Le point de départ est le film qu'Ali Cherri a produit pour cette exposition, The Watchman : un jeune soldat inexpérimenté a pour seule mission de surveiller une frontière dans un pays méditerranéen, répétant chaque jour les mêmes gestes. À son regard, on mesure toute la peur de défaillir ou de voir déferler l'ennemi. Il porte toute son attention sur cet horizon où rien ne se passe, jusqu'à ce que ce jeune homme se perde dans cet interstice entre le réel et le rêve, un moment où les deux mondes se touchent et où tout devient possible. Alors il s'échappe, invité à suivre une armée fantomatique aux yeux clos, une façon de donner corps à cette éternité qu'il vit et à tous ces soldats morts avant lui. À partir de ce film qui nous met sous tension, Ali Cherri tire le fil avec des dessins du rouge-gorge qui percute mortellement la vitre de son poste de garde, une série de têtes monumentales de cette armée imaginaire aux yeux clos, des soldats, un aigle démembré, des cactus mourants... Si l'artiste a choisi Chypre comme décor et la frontière non reconnue de la République turque de Chypre du Nord, il dépasse le contexte pour aborder l'absurdité de la guerre de façon plus générale, celle de son Liban natal ou d'autres territoires voisins.
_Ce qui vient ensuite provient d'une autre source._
/// B-spline basis of piecewise polynomials.
///
/// A B-spline basis of order `k` (degree `k - 1`) is defined by an increasing list of
/// breakpoints `a = b₀ < b₁ < … < bₘ₋₁ = b`. Every function is a polynomial of degree `k - 1`
/// between consecutive breakpoints, `k - 2` times continuously differentiable across them, and
/// nonzero over at most `k` intervals. There are `m + k - 2` functions, and they sum to 1
/// everywhere in the domain.
///
/// The functions are computed with the Cox-de Boor recursion over the clamped knot vector:
/// the breakpoints, with both ends repeated `k` times.
///
/// # When to use
/// - Use for non-periodic data that needs local flexibility.
/// - The Gram matrix is banded and well conditioned, unlike the monomial one.
///
/// # Example
/// ```rust
/// use fdbasis::{basis::{Basis, BSplineBasis}, DomainRange};
///
/// let basis = BSplineBasis::new(DomainRange::<f64>::new(0.0, 1.0).unwrap(), 6, 4).unwrap();
/// let values = basis.evaluate(&[0.3], 0).unwrap();
/// assert!((values.sum() - 1.0).abs() < 1e-12);
/// ```
#[derive(Debug, Clone, PartialEq)]
pub struct BSplineBasis<T: Value = f64> {
    domain_range: DomainRange<T>,
    n_basis: usize,
    order: usize,
    breakpoints: Arc<[T]>,
}
impl<T: Value> BSplineBasis<T> {
    /// Creates a B-spline basis with `n_basis` functions of the given `order`, and uniformly
    /// spaced breakpoints.
    ///
    /// # Errors
    /// Returns an error if `order` is 0, `n_basis < order`, or the domain is not one-dimensional.
    pub fn new(domain_range: DomainRange<T>, n_basis: usize, order: usize) -> Result<Self> {
        if n_basis == 0 {
            return Err(Error::InvalidNumberOfBasis(n_basis));
        }

        if order == 0 {
            return Err(Error::InvalidParameter("order must be at least 1"));
        }

        if n_basis < order {
            return Err(Error::InvalidParameter(
                "n_basis must be at least the order",
            ));
        }

        domain_range.ensure_dim(1)?;
        let breakpoints = linspace(
            domain_range.start(),
            domain_range.end(),
            n_basis - order + 2,
        );
        Self::with_breakpoints(domain_range, order, &breakpoints)
    }

    /// Creates a cubic B-spline basis ([`DEFAULT_ORDER`]) with uniformly spaced breakpoints.
    ///
    /// # Errors
    /// Returns an error if `n_basis < 4`, or the domain is not one-dimensional.
    pub fn cubic(domain_range: DomainRange<T>, n_basis: usize) -> Result<Self> {
        Self::new(domain_range, n_basis, DEFAULT_ORDER)
    }

    /// Creates a B-spline basis of the given `order` over explicit breakpoints.
    ///
    /// The breakpoints must be strictly increasing, and start and end at the ends of the
    /// domain. The number of functions is `breakpoints.len() + order - 2`.
    ///
    /// # Errors
    /// Returns an error if the order is 0, or the breakpoints are invalid.
    pub fn with_breakpoints(
        domain_range: DomainRange<T>,
        order: usize,
        breakpoints: &[T],
    ) -> Result<Self> {
        if order == 0 {
            return Err(Error::InvalidParameter("order must be at least 1"));
        }

        domain_range.ensure_dim(1)?;
        if breakpoints.len() < 2 {
            return Err(Error::InvalidParameter(
                "at least 2 breakpoints are required",
            ));
        }

        if breakpoints
            .iter()
            .any(|b| !num_traits::float::FloatCore::is_finite(*b))
        {
            return Err(Error::InvalidParameter("breakpoints must be finite"));
        }

        if breakpoints.windows(2).any(|w| w[0] >= w[1]) {
            return Err(Error::InvalidParameter(
                "breakpoints must be strictly increasing",
            ));
        }

        let tol = DomainRange::<T>::default_tolerance();
        let (first, last) = (breakpoints[0], breakpoints[breakpoints.len() - 1]);
        if !first.is_close(domain_range.start(), tol) || !last.is_close(domain_range.end(), tol) {
            return Err(Error::InvalidParameter("breakpoints must span the domain"));
        }

        // Snap the ends so the knot vector matches the domain exactly
        let mut breakpoints = breakpoints.to_vec();
        let end = breakpoints.len() - 1;
        breakpoints[0] = domain_range.start();
        breakpoints[end] = domain_range.end();
        if breakpoints.windows(2).any(|w| w[0] >= w[1]) {
            return Err(Error::InvalidParameter(
                "breakpoints must be strictly increasing",
            ));
        }

        Ok(Self {
            n_basis: breakpoints.len() + order - 2,
            domain_range,
            order,
            breakpoints: breakpoints.into(),
        })
    }

    /// Order of the polynomial pieces (degree + 1).
    #[must_use]
    pub fn order(&self) -> usize {
        self.order
    }

    /// The breakpoints, from the start to the end of the domain.
    #[must_use]
    pub fn breakpoints(&self) -> &[T] {
        &self.breakpoints
    }

    /// The clamped knot vector: the breakpoints with both ends repeated `order` times.
    ///
    /// Has `n_basis + order` entries.
    #[must_use]
    pub fn knots(&self) -> Vec<T> {
        let (a, b) = (self.domain_range.start(), self.domain_range.end());
        let interior = &self.breakpoints[1..self.breakpoints.len() - 1];

        let mut knots = Vec::with_capacity(self.n_basis + self.order);
        knots.extend(std::iter::repeat_n(a, self.order));
        knots.extend_from_slice(interior);
        knots.extend(std::iter::repeat_n(b, self.order));
        knots
    }

    /// Index `μ` of the knot interval `[t_μ, t_μ+1)` used to evaluate at `x`.
    ///
    /// The right end of the domain belongs to the last interval, and points outside the domain
    /// use the nearest boundary interval.
    fn span(&self, knots: &[T], x: T) -> usize {
        let (first, last) = (self.order - 1, self.n_basis - 1);
        let at_or_below = knots[first..=last].partition_point(|&t| t <= x);
        first + at_or_below.saturating_sub(1)
    }

    /// Values at `x` of the `derivative`-th derivative of every basis function.
    fn evaluate_point(&self, knots: &[T], x: T, derivative: usize, out: &mut [T]) {
        let k = self.order;
        if derivative >= k {
            out.fill(T::zero());
            return;
        }

        // Order 1 splines are interval indicators
        let mut values = vec![T::zero(); knots.len() - 1];
        values[self.span(knots, x)] = T::one();

        // Cox-de Boor up to order k - derivative
        for m in 2..=k - derivative {
            for i in 0..knots.len() - m {
                let left = ratio(x - knots[i], knots[i + m - 1] - knots[i]);
                let right = ratio(knots[i + m] - x, knots[i + m] - knots[i + 1]);
                values[i] = left * values[i] + right * values[i + 1];
            }
        }

        // Each remaining order differentiates once:
        // D B(i, m) = (m - 1) (B(i, m-1) / (t[i+m-1] - t[i]) - B(i+1, m-1) / (t[i+m] - t[i+1]))
        for m in k - derivative + 1..=k {
            let scale = T::from_positive_int(m - 1);
            for i in 0..knots.len() - m {
                let left = ratio(values[i], knots[i + m - 1] - knots[i]);
                let right = ratio(values[i + 1], knots[i + m] - knots[i + 1]);
                values[i] = scale * (left - right);
            }
        }

        out.copy_from_slice(&values[..self.n_basis]);
    }

    /// The basis with every breakpoint in `self` or `other`.
    fn merged_breakpoints(&self, other: &Self) -> Vec<T> {
        let mut merged: Vec<T> = self
            .breakpoints
            .iter()
            .chain(other.breakpoints.iter())
            .copied()
            .collect();
        merged.sort_by(|a, b| a.partial_cmp(b).unwrap_or(std::cmp::Ordering::Equal));

        let tol = DomainRange::<T>::default_tolerance();
        merged.dedup_by(|a, b| a.is_close(*b, tol));
        merged
    }

    /// Product rule for a B-spline basis and a non-constant basis of another kind.
    fn mixed_product(&self, other: &AnyBasis<T>) -> Result<AnyBasis<T>> {
        let order = (self.order + 2).min(MAX_MIXED_PRODUCT_ORDER);
        let n_basis = (self.n_basis + other.n_basis()).max(order + 1);

        tracing::debug!(
            other = other.kind(),
            n_basis,
            order,
            "b-spline product with another kind of basis"
        );
        Ok(Self::new(self.domain_range.clone(), n_basis, order)?.into())
    }
}
/// `num / den`, or 0 if `den` is 0 (the convention for repeated knots).
fn ratio<T: Value>(num: T, den: T) -> T {
    if den == T::zero() {
        T::zero()
    } else {
        num / den
    }
}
Il cherche à toucher à l'humain dans son essence, à travers les émotions communes (ici notamment la souffrance) qui nous relient et qui constituent le véritable terreau sur lequel construire la suite de l'histoire. C'est pourquoi il utilise de la terre pour créer ses sculptures, renvoyant aux cosmogonies (Khnoum façonne l'être humain sur son tour de potier), aux mythes ou à la Bible : Enkidu ou l'Homme ont été créés à partir de glaise. L'exposition sera présentée à partir de février 2024 au Frac Bretagne, dans une scénographie revisitée.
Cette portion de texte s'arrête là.